Perhaps not surprisingly, the first feature Microsoft has committed to adding to Chromium is for accessibility.
News of this “intent to implement,” as a Microsoft engineer calls it, comes via the Chromium forums; thanks to Sam for pointing this out to me via email. The feature is called UI Automation Providers, and it will allow Chromium-based browsers on Windows to seamlessly interact with accessibility client applications like Narrator.
“These interfaces are specific to the Windows platform and [are] not intended to be introduced as web standards,” Microsoft’s Rossen Atanassov explains. “It is not expected that web developers will need to make changes to their content as a result of this work, as UIAutomation support reflects lower-level implementation details, and will not be replacing or removing accessibility APIs already supported in Chromium.”

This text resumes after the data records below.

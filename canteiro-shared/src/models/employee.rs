//! Employees (collaborators)
//!
//! An employee belongs to one company and is identified on the job site by a QR badge
//! (`qr_hash`, see `crate::badge`) or by an enrolled biometric template. CPF is unique
//! per company and stored as 11 bare digits.

use chrono::{DateTime, NaiveDate, Utc};
use serde::{Deserialize, Serialize};
use sqlx::{PgExecutor, PgPool, Postgres, QueryBuilder};
use uuid::Uuid;
use validator::Validate;

use super::{double_option, push_set, Page, PageRequest};
use crate::validation::{normalize_cpf, validate_cpf, validate_not_blank};

#[derive(Debug, Clone, Copy, PartialEq, Eq, Default, Serialize, Deserialize, sqlx::Type)]
#[sqlx(type_name = "employee_status", rename_all = "snake_case")]
#[serde(rename_all = "snake_case")]
pub enum EmployeeStatus {
    #[default]
    Active,
    OnLeave,
    Terminated,
}

#[derive(Debug, Clone, Serialize, Deserialize, sqlx::FromRow)]
pub struct Employee {
    pub id: Uuid,
    pub company_id: Uuid,
    pub name: String,
    pub cpf: String,
    pub email: Option<String>,
    pub phone: Option<String>,
    pub job_title: String,
    pub department: Option<String>,
    pub hire_date: NaiveDate,
    pub status: EmployeeStatus,
    pub photo_url: Option<String>,
    pub qr_hash: Option<String>,
    pub badge_version: i32,
    pub created_at: DateTime<Utc>,
    pub updated_at: DateTime<Utc>,
}

#[derive(Debug, Clone, Deserialize, Validate)]
pub struct CreateEmployee {
    #[validate(
        length(min = 1, max = 255, message = "Name must be 1 to 255 characters"),
        custom(function = "validate_not_blank")
    )]
    pub name: String,

    #[validate(custom(function = "validate_cpf"))]
    pub cpf: String,

    #[validate(email(message = "Invalid email format"))]
    pub email: Option<String>,

    #[validate(length(max = 32, message = "Phone must be at most 32 characters"))]
    pub phone: Option<String>,

    #[validate(length(min = 1, max = 120, message = "Job title must be 1 to 120 characters"))]
    pub job_title: String,

    #[validate(length(max = 120, message = "Department must be at most 120 characters"))]
    pub department: Option<String>,

    pub hire_date: NaiveDate,

    #[serde(default)]
    pub status: EmployeeStatus,

    #[validate(url(message = "Invalid photo URL"))]
    pub photo_url: Option<String>,
}

#[derive(Debug, Clone, Default, Deserialize, Validate)]
pub struct UpdateEmployee {
    #[validate(length(min = 1, max = 255, message = "Name must be 1 to 255 characters"))]
    pub name: Option<String>,

    #[validate(custom(function = "validate_cpf"))]
    pub cpf: Option<String>,

    #[serde(default, deserialize_with = "double_option")]
    #[validate(email(message = "Invalid email format"))]
    pub email: Option<Option<String>>,

    #[serde(default, deserialize_with = "double_option")]
    #[validate(length(max = 32, message = "Phone must be at most 32 characters"))]
    pub phone: Option<Option<String>>,

    #[validate(length(min = 1, max = 120, message = "Job title must be 1 to 120 characters"))]
    pub job_title: Option<String>,

    #[serde(default, deserialize_with = "double_option")]
    #[validate(length(max = 120, message = "Department must be at most 120 characters"))]
    pub department: Option<Option<String>>,

    pub hire_date: Option<NaiveDate>,

    pub status: Option<EmployeeStatus>,

    #[serde(default, deserialize_with = "double_option")]
    pub photo_url: Option<Option<String>>,
}

/// Per-table list filters
#[derive(Debug, Clone, Default, Deserialize)]
pub struct EmployeeFilter {
    pub status: Option<EmployeeStatus>,
    pub department: Option<String>,
}

/// Badge lookup result returned to scanners
#[derive(Debug, Clone, Serialize, sqlx::FromRow)]
pub struct EmployeeSummary {
    pub id: Uuid,
    pub name: String,
    pub job_title: String,
    pub department: Option<String>,
    pub photo_url: Option<String>,
    pub status: EmployeeStatus,
}

const COLUMNS: &str = "id, company_id, name, cpf, email, phone, job_title, department, hire_date, \
                       status, photo_url, qr_hash, badge_version, created_at, updated_at";

fn push_filters(
    qb: &mut QueryBuilder<'_, Postgres>,
    company_id: Uuid,
    filter: &EmployeeFilter,
    page: &PageRequest,
) {
    qb.push(" WHERE company_id = ").push_bind(company_id);

    if let Some(status) = filter.status {
        qb.push(" AND status = ").push_bind(status);
    }
    if let Some(department) = &filter.department {
        qb.push(" AND department = ").push_bind(department.clone());
    }
    if let Some(pattern) = &page.search {
        qb.push(" AND (name ILIKE ")
            .push_bind(pattern.clone())
            .push(" OR job_title ILIKE ")
            .push_bind(pattern.clone())
            .push(" OR cpf LIKE ")
            .push_bind(pattern.clone())
            .push(")");
    }
}

impl Employee {
    pub const SORTABLE: &'static [&'static str] =
        &["name", "job_title", "department", "hire_date", "status", "created_at"];

    /// Inserts an employee with a caller-chosen id so the badge hash can be derived first
    pub async fn create<'e>(
        executor: impl PgExecutor<'e>,
        company_id: Uuid,
        id: Uuid,
        data: CreateEmployee,
        qr_hash: &str,
    ) -> Result<Self, sqlx::Error> {
        let cpf = normalize_cpf(&data.cpf).unwrap_or(data.cpf);

        let employee = sqlx::query_as::<_, Employee>(&format!(
            r#"
            INSERT INTO employees
                (id, company_id, name, cpf, email, phone, job_title, department, hire_date,
                 status, photo_url, qr_hash, badge_version)
            VALUES ($1, $2, $3, $4, $5, $6, $7, $8, $9, $10, $11, $12, 0)
            RETURNING {}
            "#,
            COLUMNS
        ))
        .bind(id)
        .bind(company_id)
        .bind(data.name.trim().to_string())
        .bind(cpf)
        .bind(data.email)
        .bind(data.phone)
        .bind(data.job_title)
        .bind(data.department)
        .bind(data.hire_date)
        .bind(data.status)
        .bind(data.photo_url)
        .bind(qr_hash.to_string())
        .fetch_one(executor)
        .await?;

        Ok(employee)
    }

    pub async fn find_by_id(pool: &PgPool, company_id: Uuid, id: Uuid) -> Result<Option<Self>, sqlx::Error> {
        let employee = sqlx::query_as::<_, Employee>(&format!(
            "SELECT {} FROM employees WHERE company_id = $1 AND id = $2",
            COLUMNS
        ))
        .bind(company_id)
        .bind(id)
        .fetch_optional(pool)
        .await?;

        Ok(employee)
    }

    /// Loads an employee and locks the row until the transaction ends
    pub async fn lock<'e>(
        executor: impl PgExecutor<'e>,
        company_id: Uuid,
        id: Uuid,
    ) -> Result<Option<Self>, sqlx::Error> {
        let employee = sqlx::query_as::<_, Employee>(&format!(
            "SELECT {} FROM employees WHERE company_id = $1 AND id = $2 FOR UPDATE",
            COLUMNS
        ))
        .bind(company_id)
        .bind(id)
        .fetch_optional(executor)
        .await?;

        Ok(employee)
    }

    /// Resolves an active employee by badge hash inside a company
    pub async fn find_active_by_qr_hash(
        pool: &PgPool,
        company_id: Uuid,
        qr_hash: &str,
    ) -> Result<Option<EmployeeSummary>, sqlx::Error> {
        let employee = sqlx::query_as::<_, EmployeeSummary>(
            r#"
            SELECT id, name, job_title, department, photo_url, status
            FROM employees
            WHERE company_id = $1 AND qr_hash = $2 AND status = 'active'
            "#,
        )
        .bind(company_id)
        .bind(qr_hash.to_string())
        .fetch_optional(pool)
        .await?;

        Ok(employee)
    }

    /// Resolves an active employee by id, as used for manual identification
    pub async fn find_active_summary(
        pool: &PgPool,
        company_id: Uuid,
        id: Uuid,
    ) -> Result<Option<EmployeeSummary>, sqlx::Error> {
        let employee = sqlx::query_as::<_, EmployeeSummary>(
            r#"
            SELECT id, name, job_title, department, photo_url, status
            FROM employees
            WHERE company_id = $1 AND id = $2 AND status = 'active'
            "#,
        )
        .bind(company_id)
        .bind(id)
        .fetch_optional(pool)
        .await?;

        Ok(employee)
    }

    pub async fn list(
        pool: &PgPool,
        company_id: Uuid,
        filter: &EmployeeFilter,
        page: &PageRequest,
    ) -> Result<Page<Self>, sqlx::Error> {
        let mut count = QueryBuilder::new("SELECT COUNT(*) FROM employees");
        push_filters(&mut count, company_id, filter, page);
        let total: i64 = count.build_query_scalar::<i64>().fetch_one(pool).await?;

        let mut query = QueryBuilder::new(format!("SELECT {} FROM employees", COLUMNS));
        push_filters(&mut query, company_id, filter, page);
        page.push_tail(&mut query);
        let items = query.build_query_as::<Employee>().fetch_all(pool).await?;

        Ok(Page::new(items, total, page))
    }

    pub async fn update(
        pool: &PgPool,
        company_id: Uuid,
        id: Uuid,
        data: UpdateEmployee,
    ) -> Result<Option<Self>, sqlx::Error> {
        let mut qb = QueryBuilder::new("UPDATE employees SET updated_at = NOW()");
        push_set(&mut qb, "name", data.name.map(|n| n.trim().to_string()));
        push_set(
            &mut qb,
            "cpf",
            data.cpf.map(|c| normalize_cpf(&c).unwrap_or(c)),
        );
        push_set(&mut qb, "email", data.email);
        push_set(&mut qb, "phone", data.phone);
        push_set(&mut qb, "job_title", data.job_title);
        push_set(&mut qb, "department", data.department);
        push_set(&mut qb, "hire_date", data.hire_date);
        push_set(&mut qb, "status", data.status);
        push_set(&mut qb, "photo_url", data.photo_url);
        qb.push(" WHERE company_id = ")
            .push_bind(company_id)
            .push(" AND id = ")
            .push_bind(id)
            .push(" RETURNING ")
            .push(COLUMNS);

        let employee = qb.build_query_as::<Employee>().fetch_optional(pool).await?;

        Ok(employee)
    }

    /// Stores a regenerated badge; the previous hash stops resolving immediately
    pub async fn set_badge<'e>(
        executor: impl PgExecutor<'e>,
        company_id: Uuid,
        id: Uuid,
        version: i32,
        qr_hash: &str,
    ) -> Result<Option<Self>, sqlx::Error> {
        let employee = sqlx::query_as::<_, Employee>(&format!(
            r#"
            UPDATE employees
            SET badge_version = $3, qr_hash = $4, updated_at = NOW()
            WHERE company_id = $1 AND id = $2
            RETURNING {}
            "#,
            COLUMNS
        ))
        .bind(company_id)
        .bind(id)
        .bind(version)
        .bind(qr_hash.to_string())
        .fetch_optional(executor)
        .await?;

        Ok(employee)
    }

    pub async fn delete(pool: &PgPool, company_id: Uuid, id: Uuid) -> Result<bool, sqlx::Error> {
        let result = sqlx::query("DELETE FROM employees WHERE company_id = $1 AND id = $2")
            .bind(company_id)
            .bind(id)
            .execute(pool)
            .await?;

        Ok(result.rows_affected() > 0)
    }
}

#[cfg(test)]
mod tests {
    use super::*;

    fn valid() -> CreateEmployee {
        CreateEmployee {
            name: "João da Silva".to_string(),
            cpf: "529.982.247-25".to_string(),
            email: Some("joao@alfa.com.br".to_string()),
            phone: None,
            job_title: "Pedreiro".to_string(),
            department: Some("Obras".to_string()),
            hire_date: NaiveDate::from_ymd_opt(2024, 3, 1).unwrap(),
            status: EmployeeStatus::Active,
            photo_url: None,
        }
    }

    #[test]
    fn test_create_validation() {
        assert!(valid().validate().is_ok());

        let mut bad = valid();
        bad.cpf = "123.456.789-00".to_string();
        bad.email = Some("not-an-email".to_string());
        bad.name = "   ".to_string();

        let errors = bad.validate().unwrap_err();
        let fields = errors.field_errors();
        assert!(fields.contains_key("cpf"));
        assert!(fields.contains_key("email"));
        assert!(fields.contains_key("name"));
    }

    #[test]
    fn test_update_distinguishes_null_from_absent() {
        let patch: UpdateEmployee =
            serde_json::from_str(r#"{"department": null, "status": "on_leave"}"#).unwrap();

        assert_eq!(patch.department, Some(None));
        assert_eq!(patch.email, None);
        assert_eq!(patch.status, Some(EmployeeStatus::OnLeave));
    }

    #[test]
    fn test_update_sql_only_sets_present_fields() {
        let mut qb = QueryBuilder::<Postgres>::new("UPDATE employees SET updated_at = NOW()");
        push_set(&mut qb, "name", Some("Ana".to_string()));
        push_set(&mut qb, "job_title", None::<String>);
        push_set(&mut qb, "department", Some(None::<String>));

        assert_eq!(
            qb.sql(),
            "UPDATE employees SET updated_at = NOW(), name = $1, department = $2"
        );
    }

    #[test]
    fn test_status_serde() {
        assert_eq!(
            serde_json::to_string(&EmployeeStatus::OnLeave).unwrap(),
            "\"on_leave\""
        );
    }
}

According to Microsoft, adding UI Automation Providers support to Chromium will allow assistive technology (AT) providers to “innovate on top of rich text-level interaction and smooth reading experiences; spend less time writing to different accessibility APIs, and more time on core capabilities; and take advantage of a continually-evolving platform, and the performance gains and extended capabilities that come along with it.”
Best of all, there are no perceived risks to this addition: UI Automation Providers support will not degrade browser performance at all, and it will not impact web developers at all, either.
The only issue, I guess, is that UI Automation Providers requires Windows 7 or newer. It will not work with Mac, Linux, Chrome OS, or Android.
Microsoft will now document what it’s adding to Chromium via a new Microsoft Edge Explainers repository on GitHub. So this will be a good place to keep an eye to see what else the firm has planned for the new Edge browser.